一、基因水平的精準設計

 

　　表達的成功始于基因的設計。密碼子偏好性是首要考量。大腸桿菌對某些同義密碼子具有明顯的使用偏好，若外源基因中含有過多稀有密碼子，尤其是連續存在時，會嚴重拖慢翻譯速率，導致核糖體停滯、翻譯錯誤甚至提前終止。因此，在不改變氨基酸序列的前提下，將外源基因的密碼子優化為大腸桿菌的偏好類型，是提高表達量的常規且有效的手段。

 

　　其次，表達載體的選擇與構建至關重要。強效且可調控的啟動子，如T7、lac、trc等，能驅動基因的高水平轉錄；而一個有效的核糖體結合位點（RBS）及其與起始密碼子之間的序列和間距，則直接決定了翻譯的起始效率。此外，載體拷貝數也需根據目標蛋白的特性進行權衡，高拷貝數通常意味著高轉錄水平，但有時也可能加重細胞代謝負擔或導致質粒不穩定。

 

　　二、表達條件的精細調控

 

　　即使擁有了基因序列，表達過程的調控同樣決定成敗。誘導條件是其中的關鍵環節。對于常用的IPTG誘導系統，誘導時機（通常在對數生長中期）、IPTG濃度、誘導時間以及誘導溫度都需要精細優化。
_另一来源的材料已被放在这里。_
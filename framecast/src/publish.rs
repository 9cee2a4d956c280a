//! Result publishing into the local upload root.
//!
//! Object storage proper is an external collaborator; this implementation
//! mirrors its interface against the local filesystem so the shim works
//! end-to-end without storage credentials.

use std::path::{Path, PathBuf};
use std::time::Duration;

use async_trait::async_trait;
use job_tracker::{BoxError, ResultPublisher};
use tracing::info;

use crate::retry::retry_fixed;

/// Publishes completed results by copying them under
/// `<upload_root>/framecast/<request-id>/` and returning the destination,
/// encrypted when a secret is configured.
pub struct LocalPublisher {
    upload_root: PathBuf,
    target_prefix: String,
    secret: Option<String>,
    attempts: u32,
    delay: Duration,
}

impl LocalPublisher {
    pub fn new(
        upload_root: impl Into<PathBuf>,
        request_id: &str,
        secret: Option<String>,
        attempts: u32,
        delay: Duration,
    ) -> Self {
        Self {
            upload_root: upload_root.into(),
            target_prefix: format!("framecast/{request_id}"),
            secret,
            attempts,
            delay,
        }
    }
}

#[async_trait]
impl ResultPublisher for LocalPublisher {
    async fn publish(&self, result: &Path) -> Result<String, BoxError> {
        let file_name = result
            .file_name()
            .ok_or_else(|| BoxError::from("result path has no file name"))?;
        let target_dir = self.upload_root.join(&self.target_prefix);
        let target = target_dir.join(file_name);

        retry_fixed(self.attempts, self.delay, || async {
            tokio::fs::create_dir_all(&target_dir).await?;
            tokio::fs::copy(result, &target).await?;
            Ok::<_, std::io::Error>(())
        })
        .await?;
        info!(target = %target.display(), "result stored");

        let reference = target.to_string_lossy().into_owned();
        Ok(match &self.secret {
            Some(secret) => payload_codec::encrypt(reference.as_bytes(), secret),
            None => reference,
        })
    }
}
例如，對于易形成包涵體的蛋白，采用低溫（如25-30℃）和低濃度IPTG進行緩慢誘導，有助于肽鏈正確折疊，增加可溶性蛋白的比例。

 

　　培養基本身也是不可忽視的因素。豐富的培養基（如TB、2xYT）能支持更高的菌體密度和蛋白產量。溶解氧的充足供應對于好氧的大腸桿菌至關重要，在高密度發酵中尤其需要精確控制通氣量和攪拌轉速。同時，培養液的pH值應維持在最適生長范圍內（通常為6.8-7.4），以保障菌體的活力和代謝穩定。

 

　　三、目標蛋白自身的特性與宿主改造

 

　　目標大腸桿菌表達重組蛋白的自身屬性，如其氨基酸序列、分子大小、結構復雜性以及是否存在對宿主有毒的活性，都會深刻影響其最終產量。疏水性過強或含有多個二硫鍵的復雜蛋白，在大腸桿菌中表達時極易形成不溶性的包涵體，或發生錯誤折疊。

 

　　針對這些問題，除了優化表達條件，還可以對宿主菌株進行改造或選擇。使用Origami、Rosetta-gami等能促進二硫鍵正確形成的菌株，或表達分子伴侶（如GroEL/GroES、DnaK/DnaJ）共表達的菌株，可以有效提高復雜蛋白的可溶性和正確折疊率。對于毒性蛋白，則需選擇嚴密控制的表達系統，在生長階段抑制其表達，待菌體量達到要求后再進行強力誘導。

 

　　四、下游加工的策略考量

 

　　表達策略的選擇直接影響下游加工的難度和最終收率。當目標蛋白以包涵體形式存在時，雖然易于通過離心初步純化且能避免被蛋白酶降解，但后續繁瑣的變性與復性過程常導致活性回收率低下。反之，可溶性表達雖然簡化了下游工藝，但可能需要更復雜的色譜步驟進行純化，且在發酵液中可能更不穩定。因此，需根據最終應用目的（是否需要天然活性）來權衡和選擇表達策略。